Outside of Europe, amoxicillin has been on the US Food and Drug Administration drug shortage database since October. The FDA told AFP that it "is currently working with the approved manufacturers and others in the supply chain."

Winter in the northern hemisphere has brought a particularly nasty influenza season as well as spikes in other viruses such as RSV. The surge comes after two years in which pandemic measures such as quarantines, self-isolation and mask-wearing decreased the rate of such illnesses.

Pharmaceutical companies who had cut back production because of the previously falling demand are now scrambling to meet skyrocketing orders, causing delays.

The producers of the drugs' active ingredients have also struggled with shortages.

Sandoz, the generic drug division of Swiss pharmaceutical giant Novartis, told AFP that the "stock shortages at our competitors also contribute to the unexpectedly high sales of our drugs, and therefore to additional supply difficulties."

Antibiotics are old drugs whose patents have often fallen into the public domain, meaning that generic versions can be sold cheaply. Drug makers therefore have little incentive to produce such antibiotics.

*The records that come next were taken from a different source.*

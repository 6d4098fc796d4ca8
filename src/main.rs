use async_trait::async_trait;
use serde_json::{json, Value};
use std::collections::HashMap;
use std::sync::Arc;

use tokenweave::{
    parse_stack_config, Activity, ActivityCallback, ConfigFormat, DataRef, DispatchOutput,
    DispatchStackBuilder, FailureKind, IndexArray, InMemoryReferenceService, IterationStrategy,
    PortSpec, ReferenceService,
};

const STACK_YAML: &str = r#"
grace_period_ms: 200
layers:
  - type: parallelize
    maximum_jobs: 2
  - type: error_bounce
  - type: invoke
"#;

/// Joins a greeting and a name.
struct Greet {
    inputs: Vec<PortSpec>,
    outputs: Vec<PortSpec>,
}

impl Greet {
    fn new() -> Self {
        Self {
            inputs: vec![PortSpec::new("greeting", 0), PortSpec::new("name", 0)],
            outputs: vec![PortSpec::new("message", 0)],
        }
    }
}

#[async_trait]
impl Activity for Greet {
    fn name(&self) -> &str {
        "greet"
    }

    fn input_ports(&self) -> &[PortSpec] {
        &self.inputs
    }

    fn output_ports(&self) -> &[PortSpec] {
        &self.outputs
    }

    async fn invoke(&self, inputs: HashMap<String, DataRef>, callback: ActivityCallback) {
        let references = callback.context().reference_service().clone();
        let text = |port: &str| {
            inputs
                .get(port)
                .and_then(|data| references.resolve(data))
                .and_then(|value| value.as_str().map(str::to_string))
        };
        match (text("greeting"), text("name")) {
            (Some(greeting), Some(name)) => {
                let message = references.register(json!(format!("{}, {}!", greeting, name)), 0);
                callback.receive_result(
                    HashMap::from([("message".to_string(), message)]),
                    IndexArray::empty(),
                );
            }
            _ => callback.fail("missing input", None, FailureKind::InvocationFailure),
        }
    }
}

#[tokio::main]
async fn main() {
    tracing_subscriber::fmt()
        .with_env_filter(
            tracing_subscriber::EnvFilter::try_from_default_env()
                .unwrap_or_else(|_| tracing_subscriber::EnvFilter::new("info")),
        )
        .init();

    println!("=== Tokenweave: cross product over two ports ===\n");

    let config = match parse_stack_config(STACK_YAML, ConfigFormat::Yaml) {
        Ok(config) => config,
        Err(e) => {
            eprintln!("Invalid stack configuration: {}", e);
            std::process::exit(1);
        }
    };
    let (stack, mut outputs) = match DispatchStackBuilder::for_activity(Arc::new(Greet::new()))
        .config(config)
        .build()
    {
        Ok(built) => built,
        Err(e) => {
            eprintln!("Failed to build dispatch stack: {}", e);
            std::process::exit(1);
        }
    };
    let strategy = match IterationStrategy::cross_product(&[("greeting", 0), ("name", 0)]) {
        Ok(strategy) => strategy,
        Err(e) => {
            eprintln!("Invalid iteration strategy: {}", e);
            std::process::exit(1);
        }
    };

    let references = Arc::new(InMemoryReferenceService::new());
    let context = references.context();
    let process = "demo:run1";
    let inputs: [(&str, &[&str]); 2] = [
        ("greeting", &["Hello", "Bonjour"]),
        ("name", &["Ada", "Grace", "Edsger"]),
    ];

    for (port, values) in inputs {
        for (i, value) in values.iter().enumerate() {
            let data = references.register(Value::from(*value), 0);
            if let Err(e) = strategy.receive_data(
                port,
                process,
                IndexArray::from([i]),
                data,
                context.clone(),
                &stack,
            ) {
                eprintln!("Failed to deliver {}[{}]: {}", port, i, e);
                std::process::exit(1);
            }
        }
        if let Err(e) =
            strategy.receive_completion(port, process, IndexArray::empty(), context.clone(), &stack)
        {
            eprintln!("Failed to close {}: {}", port, e);
            std::process::exit(1);
        }
    }

    while let Some(output) = outputs.recv().await {
        match output {
            DispatchOutput::Result(result) => {
                let message = result
                    .data
                    .get("message")
                    .and_then(|data| references.resolve(data))
                    .unwrap_or(Value::Null);
                println!("{} -> {}", result.index, message);
            }
            DispatchOutput::Error(error) => {
                println!("{} failed: {}", error.index, error.message);
            }
            DispatchOutput::Completion(completion) if completion.is_final() => {
                println!("\nAll jobs complete.");
                break;
            }
            DispatchOutput::Completion(_) => {}
        }
    }

    for property in stack.monitor_properties(process) {
        println!("  {} = {}", property.name, property.value);
    }
    stack.finished_with(process);
    strategy.finished_with(process);
}
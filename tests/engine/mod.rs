mod dispatch_tests;
mod helpers;
mod pipeline_tests;
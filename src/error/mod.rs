//! Error types for the iteration and dispatch engine.
//!
//! - [`IterationError`]: Errors raised while building or driving an iteration strategy.
//! - [`DispatchError`]: Structural errors raised by the dispatch stack and its layers.
//! - [`FailureKind`]: Classification carried by asynchronous error events.

pub mod dispatch_error;
pub mod iteration_error;

pub use dispatch_error::DispatchError;
pub use iteration_error::IterationError;
pub use tokenweave_types::FailureKind;

/// Convenience alias for iteration-level results.
pub type IterationResult<T> = Result<T, IterationError>;
/// Convenience alias for dispatch-level results.
pub type DispatchResult<T> = Result<T, DispatchError>;
//! Prefix dot product: pairs a shorter index with every longer index it prefixes.
//!
//! Child 0 supplies the short indices, child 1 the long ones. Emitted jobs
//! carry the longer index.

use std::collections::HashMap;

use tokenweave_types::IndexArray;

use crate::core::events::{IterationEvent, Job};
use crate::core::tree_cache::TreeCache;

use super::completion::{final_completion, CompletionTracker};

pub(crate) const SHORTER: usize = 0;
pub(crate) const LONGER: usize = 1;

#[derive(Debug)]
pub(crate) struct PrefixDotState {
    shorter: TreeCache,
    longer: TreeCache,
    tracker: CompletionTracker,
}

impl PrefixDotState {
    pub(crate) fn new() -> Self {
        Self {
            shorter: TreeCache::new(),
            longer: TreeCache::new(),
            tracker: CompletionTracker::new(2),
        }
    }

    pub(crate) fn receive(&mut self, child: usize, event: IterationEvent) -> Vec<IterationEvent> {
        let mut out = Vec::new();
        let closes_child = event.index().is_empty();
        let process = event.owning_process().to_string();
        let context = event.context().clone();

        if let IterationEvent::Job(job) = event {
            if child == SHORTER {
                out.extend(self.receive_shorter(job).into_iter().map(IterationEvent::Job));
            } else {
                out.extend(self.receive_longer(job).map(IterationEvent::Job));
            }
        }

        if closes_child && self.tracker.mark(child) {
            self.shorter.clear();
            self.longer.clear();
            out.push(final_completion(&process, &context));
        }
        out
    }

    fn receive_shorter(&mut self, job: Job) -> Vec<Job> {
        let partners: Vec<IndexArray> = self
            .longer
            .jobs_with_prefix(&job.index)
            .into_iter()
            .map(|partner| partner.index.clone())
            .collect();

        let mut merged = Vec::with_capacity(partners.len());
        for index in partners {
            if let Some(partner) = self.longer.cut(&index) {
                merged.push(merge(&job, &partner, index));
            }
        }
        self.shorter.insert(job);
        merged
    }

    fn receive_longer(&mut self, job: Job) -> Option<Job> {
        let prefix = job.index.truncated(self.shorter.index_length());
        let merged = self
            .shorter
            .get(&prefix)
            .map(|partner| merge(partner, &job, job.index.clone()));
        self.longer.insert(job);
        merged
    }

    pub(crate) fn cached_jobs(&self) -> usize {
        self.shorter.len() + self.longer.len()
    }
}

fn merge(shorter: &Job, longer: &Job, index: IndexArray) -> Job {
    let mut data: HashMap<_, _> = shorter.data.clone();
    data.extend(longer.data.iter().map(|(k, v)| (k.clone(), v.clone())));
    longer.derive(index, data)
}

Thomas Borel, the scientific director at LEEM which represents French drugs firms, said there had been insufficient investment from the industry "in view of the growing demand for this type of medicine."

Manufacturers including Britain's GSK have also ramped up production speed.

More broadly, some industry specialists have called for a new business model that combines the needs of patients and those of the companies that produce such cheap drugs.

LEEM's Borel said that "the pharmaceutical industry must be considered to be a strategic sector in which public authorities must be more vigilant than they have been in recent years."